Some people say that landing on water should be considered as a last resort because it is dangerous. But why exactly is it dangerous to land an airplane in the water? Wouldn't it be safer since theoretically, water would reduce the impact?

Note: I am referring to all planes (small and large).

  • $\begingroup$ Comments are not for extended discussion; this conversation has been moved to chat. $\endgroup$
    – Jamiec
    Commented Mar 12, 2020 at 10:38

3 Answers 3


For one you can not "land on water" you can ditch an aircraft in a body of water but you would be hard pressed to call it a landing. You can however, "land in a grass field" or "land on a runway nearby" or "land on a highway" all of which are substantially more controllable then trying to stall a few feet above the ocean.

The result of catching an edge which can dig into the water is the same or worse than belly landing on grass. As others have mentioned at those speeds water is not so forgiving. but historically it tends to end poorly. While the miracle on the Hudson ended well Ethiopian Airlines Flight 961 did not have the same luck. You can see the outcome of contacting asymmetrically is pretty devastating.

The secondary concern is that even in a successful ditching still puts you in a sinking airplane with potentially injured people making rescue all that much harder.

Although Aviation Saftey Magazine paints an interesting counter point.

  • 3
    $\begingroup$ The Ethiopian Airlines case is not really a fair example. I dare say it would be difficult to do a controlled landing on a runway while trying to fight off a hijacker. As for landing on a grass field or highway, flat fields are hard to find in many parts of the country, while highways often have vehicles on them. $\endgroup$
    – jamesqf
    Commented Mar 12, 2020 at 3:49
  • 2
    $\begingroup$ Missed the opportunity to joke about "can't land on water because you need to land on land... And you can't 'water' on water". Good answer, though =) $\endgroup$
    – Mefitico
    Commented Mar 12, 2020 at 13:14
  • $\begingroup$ @jamesqf Also it seems lot of people survived from that crash .. $\endgroup$ Commented Sep 21, 2022 at 22:37

Because in most cases landing in the water is no different from landing on concrete. In fact, it could be much worse.

I'm not going to talk about the technicalities and physics behind it, but there are loads of reasons why you shouldn't land a plane in the water.

For example, the waves are a big threat.. Pilots usually try to land parallel to the waves, so the aircraft isn't pushed around and endangered. In the scenario that there are waves directly moving towards the aircraft, it's like running into a wall that's moving towards you.

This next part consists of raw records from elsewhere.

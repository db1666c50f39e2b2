//! Core pipeline for turn-based game log analysis.
//!
//! Three pure stages, composed in order:
//! - [`parse_lines`]: raw log text to timestamped entries
//! - [`extract_turns`]: entries to per-player turn intervals, with midnight
//!   rollover handling and minimum-duration filtering
//! - [`compute_stats`]: turns to per-player and global pacing statistics
//!
//! Data flows strictly forward; every stage is synchronous, deterministic,
//! and free of I/O. Callers own all inputs and outputs.

mod extract;
mod format;
mod parse;
mod stats;

pub use extract::{ExtractConfig, Extraction, Turn, extract_turns};
pub use format::format_time;
pub use parse::{LogEntry, parse_lines};
pub use stats::{GlobalStats, PlayerStats, StatsReport, TurnAnnotation, compute_stats};

#[cfg(test)]
mod tests {
    use super::*;

    #[test]
    fn end_to_end_small_game() {
        let raw = "\
[00:34:07] AmeisingEO sets counter Life to 6 (-8).
[00:34:17] AmeisingEO's turn.
[00:34:21] Astronero's turn.
[00:34:30] AmeisingEO's turn.";

        let entries = parse_lines(raw);
        assert_eq!(entries.len(), 4);

        let extraction = extract_turns(&entries, &ExtractConfig::default());
        assert_eq!(extraction.turns.len(), 2);
        assert_eq!(extraction.ignored, 1);

        let report = compute_stats(&extraction.turns);
        assert_eq!(report.by_player["AmeisingEO"].count, 1);
        assert_eq!(report.by_player["AmeisingEO"].avg, 4.0);
        assert_eq!(report.by_player["Astronero"].count, 1);
        assert_eq!(report.by_player["Astronero"].avg, 9.0);
        assert_eq!(report.global.avg, 6.5);
    }

    #[test]
    fn end_to_end_across_midnight() {
        let raw = "
[22:00:00] Alice's turn.
[22:02:00] Bob's turn.
[22:05:30] Alice's turn.
[23:59:50] Bob's turn.
[00:01:10] Alice's turn.
[00:05:00] Bob's turn.
";

        let entries = parse_lines(raw);
        let extraction = extract_turns(&entries, &ExtractConfig::default());

        for turn in &extraction.turns {
            assert!(turn.duration > 0);
        }
        for pair in extraction.turns.windows(2) {
            assert!(pair[1].start >= pair[0].start);
        }

        let report = compute_stats(&extraction.turns);
        assert_eq!(report.by_player["Alice"].durations, vec![120, 6860, 230]);
        assert_eq!(report.by_player["Bob"].durations, vec![210, 80]);
        // The 6860s turn trips the absolute outlier threshold.
        assert_eq!(report.by_player["Alice"].outliers_count, 1);
    }
}
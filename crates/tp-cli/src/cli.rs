//! Command-line argument definitions.

use std::path::PathBuf;

use clap::Parser;

/// Turn pacing analyzer for turn-based game logs.
///
/// Reconstructs per-player turns from a timestamped game log and reports
/// pacing statistics for each player and for the game as a whole.
#[derive(Debug, Parser)]
#[command(name = "tp", version, about, long_about = None)]
pub struct Cli {
    /// Path to the log file. Omit or pass `-` to read from stdin.
    pub log: Option<PathBuf>,

    /// Output the report as JSON instead of text.
    #[arg(long)]
    pub json: bool,

    /// Minimum turn duration in seconds; shorter turns are ignored.
    /// Overrides the configured value.
    #[arg(long, value_name = "SECS")]
    pub min_duration: Option<i64>,

    /// Enable verbose output.
    #[arg(short, long)]
    pub verbose: bool,

    /// Path to config file.
    #[arg(short, long)]
    pub config: Option<PathBuf>,
}
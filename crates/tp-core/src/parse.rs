//! Log line parsing.

use std::sync::LazyLock;

use regex::Regex;
use serde::{Deserialize, Serialize};

/// Pre-compiled regex for the `[H:MM:SS]` timestamp marker (hours 1-2 digits).
static TIMESTAMP_RE: LazyLock<Regex> =
    LazyLock::new(|| Regex::new(r"^\[(\d{1,2}):(\d{2}):(\d{2})\]\s*(.*)$").unwrap());

/// One log line with a recognized timestamp marker.
#[derive(Debug, Clone, PartialEq, Eq, Serialize, Deserialize)]
pub struct LogEntry {
    /// Seconds since local midnight, as written in the log.
    pub clock_seconds: i64,

    /// Rest of the line after the timestamp, trimmed.
    pub text: String,
}

/// Parses raw log text into timestamped entries, preserving input order.
///
/// Lines without a recognizable timestamp marker are silently dropped; they
/// are not errors. The clock fields are not range-checked beyond the grammar,
/// so `[10:99:00]` parses and carries its out-of-range clock value as written.
pub fn parse_lines(raw: &str) -> Vec<LogEntry> {
    raw.lines()
        .map(str::trim)
        .filter(|line| !line.is_empty())
        .filter_map(|line| {
            let caps = TIMESTAMP_RE.captures(line)?;
            let hours: i64 = caps[1].parse().ok()?;
            let minutes: i64 = caps[2].parse().ok()?;
            let seconds: i64 = caps[3].parse().ok()?;
            Some(LogEntry {
                clock_seconds: hours * 3600 + minutes * 60 + seconds,
                text: caps[4].to_string(),
            })
        })
        .collect()
}
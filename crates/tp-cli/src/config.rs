//! Configuration loading and management.

use std::path::{Path, PathBuf};

use figment::Figment;
use figment::providers::{Env, Format, Serialized, Toml};
use serde::{Deserialize, Serialize};

/// Application configuration.
#[derive(Debug, Clone, Serialize, Deserialize)]
pub struct Config {
    /// Turns shorter than this many seconds are dropped from the analysis.
    pub min_turn_duration_secs: i64,
}

impl Default for Config {
    fn default() -> Self {
        Self {
            min_turn_duration_secs: 2,
        }
    }
}

impl Config {
    /// Loads configuration, optionally from a specific file.
    ///
    /// Precedence, lowest to highest: built-in defaults, the platform config
    /// file, an explicitly passed file, `TP_`-prefixed environment variables.
    #[expect(
        clippy::result_large_err,
        reason = "figment::Error is large but only returned at startup"
    )]
    pub fn load_from(config_path: Option<&Path>) -> Result<Self, figment::Error> {
        let mut figment = Figment::from(Serialized::defaults(Self::default()));

        if let Some(config_dir) = dirs_config_path() {
            figment = figment.merge(Toml::file(config_dir.join("config.toml")));
        }

        if let Some(path) = config_path {
            figment = figment.merge(Toml::file(path));
        }

        figment = figment.merge(Env::prefixed("TP_"));

        figment.extract()
    }
}

/// Returns the platform-specific config directory for tp.
fn dirs_config_path() -> Option<PathBuf> {
    dirs::config_dir().map(|p| p.join("tp"))
}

And the most worst case scenario comes to the aircraft breaking apart. If an aircraft breaks apart upon landing, it greatly endangers the passengers and crew as the aircraft will begin to flood with water and sink.

All in all, when landing in the water, there are a lot of extra variables that pilots must deal with the execute a safe landing. So if you were given a choice of either landing on water or land, try landing on land first. Landing on water is always a last resort.


A simple answer is because you're less likely to drown on land. Open sea normally has waves of at least a meter, so any landing will be a controlled crash with structural damage. Part of the fuselage may be full of water very quickly, and there will be limited time to evacuate everyone, including the injured.

Once you're in a life-raft, exposure and hypothermia can kill in a few hours, and dehydration in a few days - and it can take that long for help to arrive. 10-20mph is common for ships, even a fast warship might only do 30mph, and you could be hundreds of miles from help. And that's assuming that the location beacons work, and bad weather doesn't prevent rescuers from spotting you.